International Commitee of the Red Cross v. Turay (NULL) [2000] SLCA 8 (26 April 2000);

IN THE COURT OF APPEAL OF SIERRA LEONE

BETWEEN: INTERNATIONAL COMMITTEE OF THE RED (CROSS                           APPELLANT

AND

MRS. NAGET TURAY                                                          RESPONDENT/PLAINTIFF

Mr. Bertban Macauley Jr. for the          Appellant

Mr. E. Shares Moses for the                 Respondent

Rulling delivered on:...26.4.00...

TOLLA THOMPSON J.A.

This is an appeal against the ruling of Rashid J delivered on the 26th November 1999.

The grounds of appeal are as follows:

1. That the learned trial judge, in adjudicating upon the defendant's application for leave to amend its defence, erred in failing to apply the appropriate principle as to whether the' proposed amendment was necessary for determining the real issues in controversy between the plaintiff and the defendant thereby wrongly exercising his discretion and eriving at an erroneous decision.

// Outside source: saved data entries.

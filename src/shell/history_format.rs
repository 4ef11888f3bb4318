// Line handling for the history formats we read
//
// Bash writes plain commands. Zsh (with EXTENDED_HISTORY) glues a
// ": <epoch>:<elapsed>;" marker on the front that has to go first.

use regex::Regex;
use std::sync::LazyLock;

/// Turns a history line plus the matched install prefix into package tokens
pub type Tokenizer = fn(&str, &str) -> Vec<String>;

/// Strips shell-specific decoration off a history line
pub type Cleanup = fn(&str) -> String;

static ZSH_TIMESTAMP: LazyLock<Regex> =
    LazyLock::new(|| Regex::new(r": \d+:\d+;").expect("zsh timestamp pattern is valid"));

/// Tokenizer for histories that are just one command per line
///
/// Cuts the prefix out and splits on single spaces. Runs of spaces give
/// empty tokens; the processor throws those away.
pub fn simple_tokenizer(line: &str, prefix: &str) -> Vec<String> {
    line.replace(prefix, "")
        .split(' ')
        .map(str::to_string)
        .collect()
}

/// Remove zsh extended-history timestamp markers
pub fn zsh_cleanup(line: &str) -> String {
    ZSH_TIMESTAMP.replace_all(line, "").into_owned()
}
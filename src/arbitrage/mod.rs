pub mod coordinator;
pub mod detector;
pub mod engine;

pub use coordinator::{ExecutionCoordinator, TriangleTable};
pub use detector::OpportunityDetector;
pub use engine::PivotWorker;
//! Per-pivot worker loop.
//!
//! One worker owns a full instance set (detector, tracker, watchdog,
//! coordinator, triangle table, metrics) for a single pivot market and scans
//! its instruments round-robin on a fixed tick. Workers share nothing, so a
//! process can run one per pivot market without any cross-worker locking.

use std::sync::atomic::{AtomicBool, Ordering};
use std::sync::Arc;
use std::time::Duration;

use log::{debug, error, info};
use tokio::time::MissedTickBehavior;

use crate::arbitrage::{ExecutionCoordinator, OpportunityDetector, TriangleTable};
use crate::config::Config;
use crate::error::{ArbError, Result};
use crate::exchange::{AccountProvider, Broker, MarketDataProvider, PivotMarket};
use crate::metrics::Metrics;
use crate::orders::{OrderLifecycleTracker, UnfilledOrderWatchdog};

pub struct PivotWorker {
    pivot: PivotMarket,
    instruments: Vec<String>,
    detector: OpportunityDetector,
    coordinator: Arc<ExecutionCoordinator>,
    table: Arc<TriangleTable>,
    config: Arc<Config>,
    metrics: Arc<Metrics>,
    /// Set when an execution hits a fatal error; the scan loop stops rather
    /// than keep trading on state it can no longer trust.
    fatal: Arc<AtomicBool>,
}

impl PivotWorker {
    pub fn new(
        pivot_market: &str,
        market_data: Arc<dyn MarketDataProvider>,
        broker: Arc<dyn Broker>,
        account: Arc<dyn AccountProvider>,
        config: Arc<Config>,
    ) -> Result<Arc<Self>> {
        let pivot = PivotMarket::parse(pivot_market)?;
        let instruments = config.currencies_for(pivot_market).to_vec();
        if instruments.is_empty() {
            return Err(ArbError::ConfigError(format!(
                "no instruments configured for pivot '{}'",
                pivot_market
            )));
        }

        let metrics = Arc::new(Metrics::new());
        let tracker = OrderLifecycleTracker::start(broker.clone());
        let watchdog = UnfilledOrderWatchdog::new(
            broker.clone(),
            market_data.clone(),
            tracker.clone(),
            Duration::from_millis(config.unfilled_order_timeout_ms),
            metrics.clone(),
        );
        let table = TriangleTable::new();
        let coordinator = Arc::new(ExecutionCoordinator::new(
            broker,
            account,
            tracker,
            watchdog,
            table.clone(),
            metrics.clone(),
        ));
        let detector = OpportunityDetector::new(market_data, config.clone());

        Ok(Arc::new(PivotWorker {
            pivot,
            instruments,
            detector,
            coordinator,
            table,
            config,
            metrics,
            fatal: Arc::new(AtomicBool::new(false)),
        }))
    }

    pub fn metrics(&self) -> &Arc<Metrics> {
        &self.metrics
    }

    pub fn table(&self) -> &Arc<TriangleTable> {
        &self.table
    }

    /// Scans instruments round-robin forever, one per tick. Detection pauses
    /// while the worker is at its open-triangle capacity; executions already
    /// in flight keep running.
    pub async fn run(self: Arc<Self>) {
        info!(
            "🚀 worker for {} scanning {:?} every {}ms",
            self.pivot.market_name(),
            self.instruments,
            self.config.detection_interval_ms
        );
        let mut interval =
            tokio::time::interval(Duration::from_millis(self.config.detection_interval_ms));
        interval.set_missed_tick_behavior(MissedTickBehavior::Delay);
        let mut cursor = 0usize;
        loop {
            interval.tick().await;
            if self.fatal.load(Ordering::Relaxed) {
                error!(
                    "worker {} stopping after a fatal execution error",
                    self.pivot.market_name()
                );
                return;
            }
            if self.table.open_count() >= self.config.max_open_triangles {
                debug!(
                    "worker {}: at open-triangle capacity, detection paused",
                    self.pivot.market_name()
                );
                continue;
            }
            let instrument = self.instruments[cursor % self.instruments.len()].clone();
            cursor = cursor.wrapping_add(1);
            self.metrics.increment_detection_cycles();
            self.tick(&instrument).await;
        }
    }

    /// One detection pass for one instrument. Executions are spawned, not
    /// awaited, so a long-running triangle never stalls the scan loop.
    pub async fn tick(&self, instrument: &str) {
        let Some(opportunity) = self.detector.detect(instrument, &self.pivot).await else {
            return;
        };
        self.metrics.increment_opportunities_detected();
        let coordinator = self.coordinator.clone();
        let fatal = self.fatal.clone();
        tokio::spawn(async move {
            let key = opportunity.key();
            match coordinator.execute(opportunity).await {
                Ok(Some(_)) | Ok(None) => {}
                Err(e) if e.is_recoverable() => {
                    debug!("triangle {} passed over: {}", key, e)
                }
                Err(e) => {
                    if e.is_fatal() {
                        fatal.store(true, Ordering::Relaxed);
                    }
                    error!("triangle {} execution failed: {}", key, e)
                }
            }
        });
    }
}

#[cfg(test)]
mod tests {
    use super::*;
    use crate::exchange::{DepthLevel, OrderBook};
    use crate::testing::SimulatedExchange;
    use std::collections::HashMap;
    use std::sync::atomic::Ordering;

    fn test_config() -> Arc<Config> {
        let mut start_quantities = HashMap::new();
        start_quantities.insert("BTC".to_string(), 0.01);
        start_quantities.insert("ETH".to_string(), 0.5);
        let mut pivot_currencies = HashMap::new();
        pivot_currencies.insert("BTC-ETH".to_string(), vec!["X".to_string()]);
        Arc::new(Config {
            pivot_markets: vec!["BTC-ETH".to_string()],
            pivot_currencies,
            min_profit_pct: 0.5,
            fee_pct: 0.0,
            start_quantities,
            min_leg_notional: 0.0005,
            unfilled_order_timeout_ms: 10_000,
            detection_interval_ms: 500,
            max_open_triangles: 1,
            paper_trading: true,
        })
    }

    fn book(market: &str, bids: &[(f64, f64)], asks: &[(f64, f64)]) -> OrderBook {
        OrderBook {
            market: market.to_string(),
            bids: bids
                .iter()
                .map(|&(rate, quantity)| DepthLevel { rate, quantity })
                .collect(),
            asks: asks
                .iter()
                .map(|&(rate, quantity)| DepthLevel { rate, quantity })
                .collect(),
        }
    }

    fn seed_profitable(sim: &SimulatedExchange) {
        sim.set_order_book(book("BTC-X", &[(0.0009, 50.0)], &[(0.001, 50.0)]));
        sim.set_order_book(book("ETH-X", &[(0.00105, 40.0)], &[(0.0011, 40.0)]));
        sim.set_order_book(book("BTC-ETH", &[(6.5, 1.0)], &[(7.0, 1.0)]));
        sim.set_balances(HashMap::from([
            ("BTC".to_string(), 1.0),
            ("ETH".to_string(), 5.0),
        ]));
    }

    #[tokio::test]
    async fn tick_detects_and_executes_end_to_end() {
        let sim = SimulatedExchange::new();
        seed_profitable(&sim);
        sim.set_auto_fill(true);
        let worker =
            PivotWorker::new("BTC-ETH", sim.clone(), sim.clone(), sim.clone(), test_config())
                .unwrap();

        worker.tick("X").await;
        assert_eq!(
            worker.metrics().opportunities_detected.load(Ordering::Relaxed),
            1
        );

        tokio::time::timeout(Duration::from_secs(5), async {
            while worker.metrics().triangles_completed.load(Ordering::Relaxed) == 0 {
                tokio::task::yield_now().await;
            }
        })
        .await
        .expect("triangle should complete");
        assert_eq!(sim.placements().len(), 3);
        assert_eq!(worker.table().open_count(), 0);
    }

    #[tokio::test(start_paused = true)]
    async fn scan_loop_pauses_at_open_triangle_capacity() {
        let sim = SimulatedExchange::new();
        // no books seeded: detections run and come up empty
        sim.set_balances(HashMap::new());
        let worker =
            PivotWorker::new("BTC-ETH", sim.clone(), sim.clone(), sim.clone(), test_config())
                .unwrap();

        let run = tokio::spawn(worker.clone().run());
        tokio::time::sleep(Duration::from_millis(1_600)).await;
        let cycles = worker.metrics().detection_cycles.load(Ordering::Relaxed);
        assert!(cycles >= 3);

        // saturate the single execution slot; the scan must stand down
        let claimed = worker.table().try_claim(&crate::exchange::TriangularOpportunity {
            instrument: "X".to_string(),
            pivot_market: "BTC-ETH".to_string(),
            gap_pct: 1.0,
            buy_quote: crate::exchange::Quote::limit(
                "BTC-X",
                0.001,
                1.0,
                crate::exchange::OrderSide::Buy,
            ),
            sell_quote: crate::exchange::Quote::limit(
                "ETH-X",
                0.00105,
                1.0,
                crate::exchange::OrderSide::Sell,
            ),
            convert_quote: crate::exchange::Quote::limit(
                "BTC-ETH",
                6.5,
                0.00105,
                crate::exchange::OrderSide::Sell,
            ),
            max_arbitrage_qty: 1.0,
        });
        assert!(claimed);

        tokio::time::sleep(Duration::from_millis(2_000)).await;
        assert_eq!(
            worker.metrics().detection_cycles.load(Ordering::Relaxed),
            cycles
        );
        run.abort();
    }

    #[tokio::test(start_paused = true)]
    async fn fatal_error_stops_the_scan_loop() {
        let sim = SimulatedExchange::new();
        sim.set_balances(HashMap::new());
        let worker =
            PivotWorker::new("BTC-ETH", sim.clone(), sim.clone(), sim.clone(), test_config())
                .unwrap();

        let run = tokio::spawn(worker.clone().run());
        tokio::time::sleep(Duration::from_millis(600)).await;
        assert!(worker.metrics().detection_cycles.load(Ordering::Relaxed) >= 1);

        // the path an execution task takes when it hits a fatal error
        worker.fatal.store(true, Ordering::Relaxed);
        tokio::time::sleep(Duration::from_millis(600)).await;
        for _ in 0..20 {
            tokio::task::yield_now().await;
        }
        assert!(run.is_finished(), "scan loop should stop, not keep trading");
    }
}
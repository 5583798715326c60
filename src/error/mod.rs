use thiserror::Error;

/// Error taxonomy for the arbitrage engine.
///
/// Four classes of failure flow through here: transient data errors that
/// abort a single detection cycle, benign order-already-terminal races,
/// fatal balance desyncs, and structural execution errors that are surfaced
/// for operator intervention.
#[derive(Debug, Clone, Error)]
pub enum ArbError {
    /// Quote/depth fetch failure from the market data collaborator
    #[error("Market Data Error: {0}")]
    MarketData(String),

    /// Malformed or empty order book snapshot
    #[error("Order Book Integrity: {0}")]
    BookIntegrity(String),

    /// Order placement rejected or failed at the broker
    #[error("Order Placement Error: {0}")]
    OrderPlacement(String),

    /// Cancellation request failed for a reason other than the order being closed
    #[error("Cancel Failed: {0}")]
    CancelFailed(String),

    /// The order reached a terminal state before the cancel landed.
    /// The watchdog branches on this variant, so it must stay distinguishable.
    #[error("Order Already Closed: {0}")]
    OrderAlreadyClosed(String),

    /// Order id unknown to the broker
    #[error("Order Not Found: {0}")]
    OrderNotFound(String),

    /// Not enough of a currency to place a leg
    #[error("Insufficient Balance: {0}")]
    InsufficientBalance(String),

    /// Local balance view disagrees with the exchange. Trading on wrong
    /// balances is unsafe, so this is never swallowed.
    #[error("Balance Desync: {0}")]
    BalanceDesync(String),

    /// Configuration errors
    #[error("Config Error: {0}")]
    ConfigError(String),

    /// Trade execution errors (invalid triangle transition, leg lost, ...)
    #[error("Execution Error: {0}")]
    ExecutionError(String),

    /// An event channel closed while a waiter was still attached
    #[error("Channel Closed: {0}")]
    ChannelClosed(String),
}

impl ArbError {
    /// Whether the current cycle may simply be abandoned and retried on the
    /// next tick without operator intervention.
    pub fn is_recoverable(&self) -> bool {
        match self {
            ArbError::MarketData(_) => true,
            ArbError::BookIntegrity(_) => true,
            ArbError::OrderPlacement(_) => true,
            ArbError::CancelFailed(_) => true,
            ArbError::OrderAlreadyClosed(_) => true, // benign race
            ArbError::OrderNotFound(_) => false,
            ArbError::InsufficientBalance(_) => true, // balances move, retry later
            ArbError::BalanceDesync(_) => false,
            ArbError::ConfigError(_) => false,
            ArbError::ExecutionError(_) => false,
            ArbError::ChannelClosed(_) => false,
        }
    }

    /// Fatal errors stop the worker instead of being retried.
    pub fn is_fatal(&self) -> bool {
        matches!(self, ArbError::BalanceDesync(_))
    }
}

pub type Result<T> = std::result::Result<T, ArbError>;
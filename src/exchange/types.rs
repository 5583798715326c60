//! Market-data and order value types shared by every component.

use serde::{Deserialize, Serialize};

use crate::error::{ArbError, Result};

pub type OrderId = String;

#[derive(Debug, Clone, Copy, PartialEq, Eq, Serialize, Deserialize)]
pub enum OrderSide {
    Buy,
    Sell,
}

#[derive(Debug, Clone, Copy, PartialEq, Eq, Serialize, Deserialize)]
pub enum OrderKind {
    Limit,
}

#[derive(Debug, Clone, Copy, PartialEq, Eq, Serialize, Deserialize)]
pub enum TimeInForce {
    GoodUntilCanceled,
}

/// Exchange-authoritative order state. The engine only ever reflects it.
#[derive(Debug, Clone, Copy, PartialEq, Eq, Serialize, Deserialize)]
pub enum OrderStatus {
    Open,
    Filled,
    Canceled,
}

/// Immutable description of an intended order.
#[derive(Debug, Clone, PartialEq)]
pub struct Quote {
    pub market: String,
    pub rate: f64,
    pub quantity: f64,
    pub side: OrderSide,
    pub kind: OrderKind,
    pub time_in_force: TimeInForce,
}

impl Quote {
    pub fn limit(market: impl Into<String>, rate: f64, quantity: f64, side: OrderSide) -> Self {
        Quote {
            market: market.into(),
            rate,
            quantity,
            side,
            kind: OrderKind::Limit,
            time_in_force: TimeInForce::GoodUntilCanceled,
        }
    }

    pub fn notional(&self) -> f64 {
        self.rate * self.quantity
    }
}

/// One row of an order-book side.
#[derive(Debug, Clone, Copy, PartialEq)]
pub struct DepthLevel {
    pub rate: f64,
    pub quantity: f64,
}

impl DepthLevel {
    pub fn notional(&self) -> f64 {
        self.rate * self.quantity
    }
}

/// Depth snapshot for one market. Bids descend, asks ascend; produced fresh
/// per detection cycle and never mutated afterwards.
#[derive(Debug, Clone, PartialEq)]
pub struct OrderBook {
    pub market: String,
    pub bids: Vec<DepthLevel>,
    pub asks: Vec<DepthLevel>,
}

impl OrderBook {
    pub fn best_bid(&self) -> Option<&DepthLevel> {
        self.bids.first()
    }

    pub fn best_ask(&self) -> Option<&DepthLevel> {
        self.asks.first()
    }
}

/// Best bid/ask summary for one market.
#[derive(Debug, Clone, PartialEq)]
pub struct Tick {
    pub market: String,
    pub bid: f64,
    pub ask: f64,
    pub last: f64,
}

impl Tick {
    pub fn spread(&self) -> f64 {
        self.ask - self.bid
    }

    pub fn spread_pct(&self) -> f64 {
        (self.spread() / self.ask) * 100.0
    }
}

#[derive(Debug, Clone, PartialEq)]
pub struct Order {
    pub id: OrderId,
    pub market: String,
    pub side: OrderSide,
    pub rate: f64,
    pub quantity: f64,
    pub quantity_remaining: f64,
    pub status: OrderStatus,
}

impl Order {
    pub fn is_terminal(&self) -> bool {
        matches!(self.status, OrderStatus::Filled | OrderStatus::Canceled)
    }
}

/// A pivot pair such as `BTC-ETH`, plus the naming of its two instrument legs.
///
/// Markets follow the `BASE-INSTRUMENT` convention: rates are expressed in
/// the base currency, quantities in the instrument.
#[derive(Debug, Clone, PartialEq, Eq)]
pub struct PivotMarket {
    pub base: String,
    pub quote: String,
}

impl PivotMarket {
    pub fn parse(name: &str) -> Result<Self> {
        let (base, quote) = name
            .split_once('-')
            .ok_or_else(|| ArbError::ConfigError(format!("'{}' is not BASE-QUOTE", name)))?;
        if base.is_empty() || quote.is_empty() {
            return Err(ArbError::ConfigError(format!("'{}' is not BASE-QUOTE", name)));
        }
        Ok(PivotMarket {
            base: base.to_string(),
            quote: quote.to_string(),
        })
    }

    /// The pivot pair itself, e.g. `BTC-ETH`.
    pub fn market_name(&self) -> String {
        format!("{}-{}", self.base, self.quote)
    }

    /// Instrument market against the base currency, e.g. `BTC-LTC`.
    pub fn base_market(&self, instrument: &str) -> String {
        format!("{}-{}", self.base, instrument)
    }

    /// Instrument market against the quote currency, e.g. `ETH-LTC`.
    pub fn quote_market(&self, instrument: &str) -> String {
        format!("{}-{}", self.quote, instrument)
    }
}

/// Priced and sized triangle emitted by the detector. Immutable once built.
#[derive(Debug, Clone)]
pub struct TriangularOpportunity {
    pub instrument: String,
    pub pivot_market: String,
    /// Gap in percent, net of the configured static fee
    pub gap_pct: f64,
    pub buy_quote: Quote,
    pub sell_quote: Quote,
    pub convert_quote: Quote,
    /// Depth-limited ceiling on the instrument quantity
    pub max_arbitrage_qty: f64,
}

impl TriangularOpportunity {
    /// Execution-slot key; at most one triangle may be open per key.
    pub fn key(&self) -> String {
        format!("{}:{}", self.instrument, self.pivot_market)
    }
}

#[derive(Debug, Clone, Copy, PartialEq, Eq)]
pub enum TriangleStatus {
    Idle,
    Open,
    Closed,
}

/// Execution record for one in-flight arbitrage. Owned exclusively by the
/// coordinator while open; transitions Idle -> Open -> Closed, never backward.
#[derive(Debug, Clone)]
pub struct Triangle {
    pub opportunity: TriangularOpportunity,
    pub status: TriangleStatus,
    pub buy_order: Option<Order>,
    pub sell_order: Option<Order>,
    pub convert_order: Option<Order>,
}

impl Triangle {
    pub fn new(opportunity: TriangularOpportunity) -> Self {
        Triangle {
            opportunity,
            status: TriangleStatus::Idle,
            buy_order: None,
            sell_order: None,
            convert_order: None,
        }
    }

    /// Records the placement acks of the first two legs and opens the triangle.
    pub fn open(&mut self, buy_order: Order, convert_order: Order) -> Result<()> {
        if self.status != TriangleStatus::Idle {
            return Err(ArbError::ExecutionError(format!(
                "triangle {} cannot open from {:?}",
                self.opportunity.key(),
                self.status
            )));
        }
        self.buy_order = Some(buy_order);
        self.convert_order = Some(convert_order);
        self.status = TriangleStatus::Open;
        Ok(())
    }

    pub fn set_sell_order(&mut self, order: Order) {
        self.sell_order = Some(order);
    }

    /// Records the settled legs and closes the triangle.
    pub fn close(&mut self, buy: Order, sell: Order, convert: Order) -> Result<()> {
        if self.status != TriangleStatus::Open {
            return Err(ArbError::ExecutionError(format!(
                "triangle {} cannot close from {:?}",
                self.opportunity.key(),
                self.status
            )));
        }
        self.buy_order = Some(buy);
        self.sell_order = Some(sell);
        self.convert_order = Some(convert);
        self.status = TriangleStatus::Closed;
        Ok(())
    }
}
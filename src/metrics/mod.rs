//! Lightweight operational counters, one instance per worker.

use std::sync::atomic::{AtomicU64, Ordering};

#[derive(Debug, Default)]
pub struct Metrics {
    pub detection_cycles: AtomicU64,
    pub opportunities_detected: AtomicU64,
    pub triangles_opened: AtomicU64,
    pub triangles_completed: AtomicU64,
    pub triangles_skipped: AtomicU64,
    pub triangles_failed: AtomicU64,
    pub orders_placed: AtomicU64,
    pub orders_replaced: AtomicU64,
    pub orders_stuck: AtomicU64,
}

impl Metrics {
    pub fn new() -> Self {
        Self::default()
    }

    pub fn increment_detection_cycles(&self) {
        self.detection_cycles.fetch_add(1, Ordering::Relaxed);
    }

    pub fn increment_opportunities_detected(&self) {
        self.opportunities_detected.fetch_add(1, Ordering::Relaxed);
    }

    pub fn increment_triangles_opened(&self) {
        self.triangles_opened.fetch_add(1, Ordering::Relaxed);
    }

    pub fn increment_triangles_completed(&self) {
        self.triangles_completed.fetch_add(1, Ordering::Relaxed);
    }

    pub fn increment_triangles_skipped(&self) {
        self.triangles_skipped.fetch_add(1, Ordering::Relaxed);
    }

    pub fn increment_triangles_failed(&self) {
        self.triangles_failed.fetch_add(1, Ordering::Relaxed);
    }

    pub fn increment_orders_placed(&self) {
        self.orders_placed.fetch_add(1, Ordering::Relaxed);
    }

    pub fn increment_orders_replaced(&self) {
        self.orders_replaced.fetch_add(1, Ordering::Relaxed);
    }

    pub fn increment_orders_stuck(&self) {
        self.orders_stuck.fetch_add(1, Ordering::Relaxed);
    }

    pub fn summary(&self) -> String {
        format!(
            "cycles={} opportunities={} triangles opened={} completed={} skipped={} failed={} \
             orders placed={} replaced={} stuck={}",
            self.detection_cycles.load(Ordering::Relaxed),
            self.opportunities_detected.load(Ordering::Relaxed),
            self.triangles_opened.load(Ordering::Relaxed),
            self.triangles_completed.load(Ordering::Relaxed),
            self.triangles_skipped.load(Ordering::Relaxed),
            self.triangles_failed.load(Ordering::Relaxed),
            self.orders_placed.load(Ordering::Relaxed),
            self.orders_replaced.load(Ordering::Relaxed),
            self.orders_stuck.load(Ordering::Relaxed),
        )
    }
}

2. That the learned trial judge, in adjudicating upon the defendant's application for leave to-amend its defence, misdirected himself when he stated as follows:

"However the court will not readily allow at the trial an amendment the necessity for which was abundantly apparent months ago and then not asked for"

3. The learned trial judge in adjudicating upon the defendants application for leave to amend its defence, misdirected himself when he held as follows:

"It seems incredible to me that after it had become obvious to counsel in July, 1999 he would only file his motion for amendment only in October 1999"

In that there was no evidence before his lordship that counsel for the defendant/applicant became aware of the need for an amendment in July 1999 thereby wrongly exercising his discretion.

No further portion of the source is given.